The last man on the
moon: Gene Cernan, Apollo 17, 1972.
Le Quotidien
d’Oran, Algeria
'Don't Ask for the Moon!'
With the clash of religious radicals of all kinds apparently accelerating, this article by Mohammed Abbou of Algeria's Le Quotidien d'Oran offers a ray of light from the Muslim world. With his account of the day human beings landed on the moon, Abbou illustrates how the backward views of the ignorant faithful continue to blind people to the truth of the world they live in.
By Mohammed Abbou
Translated By Mary Kenney, Sandrine Agoerges and Nicolas Dagher
As usual during Ramadan, in the late afternoon he read his newspaper. His daily reading after returning from work and waiting
for the breaking of the fast makes the waiting easier.

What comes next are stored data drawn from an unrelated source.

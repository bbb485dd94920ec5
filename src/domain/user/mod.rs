//! User module - accounts, roles and sign-in PINs.
//!
//! # Module Structure
//!
//! - `user` - User entity, `Role`, profile input types
//! - `pin` - Four-digit PIN value object and constant-time verification
//! - `events` - Account domain events

pub mod events;
mod pin;
mod user;

pub use events::{PinChanged, ProfileUpdated, UserDeleted, UserRegistered, UserSignedIn};
pub use pin::{verify_pin, Pin, DEFAULT_PIN};
pub use user::{default_avatar, NewUserProfile, ProfileChanges, Role, User};
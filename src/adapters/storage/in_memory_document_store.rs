//! In-Memory Document Store Adapter
//!
//! Keeps the document in memory. Useful for testing and development.

use async_trait::async_trait;
use std::sync::atomic::{AtomicBool, AtomicUsize, Ordering};
use std::sync::Arc;
use tokio::sync::RwLock;

use crate::domain::store::{bootstrap_document, Document};
use crate::ports::{DocumentStore, StorageError};

const KEY: &str = "campus_life_data";

/// In-memory storage for the campus document
#[derive(Debug, Clone)]
pub struct InMemoryDocumentStore {
    document: Arc<RwLock<Option<Document>>>,
    fail_writes: Arc<AtomicBool>,
    writes: Arc<AtomicUsize>,
}

impl InMemoryDocumentStore {
    /// Create an empty store; the first load yields the seed.
    pub fn new() -> Self {
        Self {
            document: Arc::new(RwLock::new(None)),
            fail_writes: Arc::new(AtomicBool::new(false)),
            writes: Arc::new(AtomicUsize::new(0)),
        }
    }

    /// Create a store that already holds `document`.
    pub fn with_document(document: Document) -> Self {
        Self {
            document: Arc::new(RwLock::new(Some(document))),
            ..Self::new()
        }
    }

    /// Make every subsequent save fail (simulates a full disk).
    pub fn fail_writes(&self, fail: bool) {
        self.fail_writes.store(fail, Ordering::SeqCst);
    }

    /// Number of successful saves
    pub fn write_count(&self) -> usize {
        self.writes.load(Ordering::SeqCst)
    }

    /// Returns the stored document without seeding.
    pub async fn snapshot(&self) -> Option<Document> {
        self.document.read().await.clone()
    }
}

impl Default for InMemoryDocumentStore {
    fn default() -> Self {
        Self::new()
    }
}

#[async_trait]
impl DocumentStore for InMemoryDocumentStore {
    async fn load(&self) -> Result<Document, StorageError> {
        if let Some(document) = self.document.read().await.clone() {
            return Ok(document);
        }
        self.save(bootstrap_document()).await
    }

    async fn save(&self, mut document: Document) -> Result<Document, StorageError> {
        if self.fail_writes.load(Ordering::SeqCst) {
            return Err(StorageError::WriteFailed {
                key: KEY.to_string(),
                reason: "writes disabled".to_string(),
            });
        }
        document.normalize();
        *self.document.write().await = Some(document.clone());
        self.writes.fetch_add(1, Ordering::SeqCst);
        Ok(document)
    }

    async fn clear(&self) -> Result<(), StorageError> {
        *self.document.write().await = None;
        Ok(())
    }
}

#[cfg(test)]
mod tests {
    use super::*;

    #[tokio::test]
    async fn first_load_stores_seed() {
        let store = InMemoryDocumentStore::new();

        let document = store.load().await.unwrap();

        assert_eq!(document.users.len(), 3);
        assert_eq!(store.snapshot().await, Some(document));
        assert_eq!(store.write_count(), 1);
    }

    #[tokio::test]
    async fn with_document_serves_it_without_seeding() {
        let mut doc = Document::default();
        doc.pins.insert("7".to_string(), "1234".to_string());
        let store = InMemoryDocumentStore::with_document(doc.clone());

        assert_eq!(store.load().await.unwrap(), doc);
        assert_eq!(store.write_count(), 0);
    }

    #[tokio::test]
    async fn failed_save_keeps_previous_document() {
        let store = InMemoryDocumentStore::with_document(Document::default());
        store.fail_writes(true);

        let mut changed = Document::default();
        changed.pins.insert("1".to_string(), "1234".to_string());
        let err = store.save(changed).await.unwrap_err();

        assert!(matches!(err, StorageError::WriteFailed { .. }));
        assert_eq!(store.snapshot().await, Some(Document::default()));
    }

    #[tokio::test]
    async fn clear_forgets_document() {
        let store = InMemoryDocumentStore::with_document(Document::default());
        store.clear().await.unwrap();
        assert_eq!(store.snapshot().await, None);
    }
}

He reads diligently and neglects
practically no article, contrary to his usual practice during other times of
year, when he contents himself with skimming most pages, paying little interest
except to the features that he enjoys and from which he expects more dishy commentary
and beautiful turns-of-phrase than that which he has other means of reading
quicker and earlier. He has almost completed his review of the daily press when
his attention is captured by a paragraph devoted to the moon.
It reports that according to
NASA, earth's
satellite is shrinking due to internal cooling, so its circumference has
recently contracted by about a hundred meters. Having scarcely arrived at the end
of the article, his mind is already elsewhere. His thoughts turn to the epic
event experienced by mankind on July 21, 1969.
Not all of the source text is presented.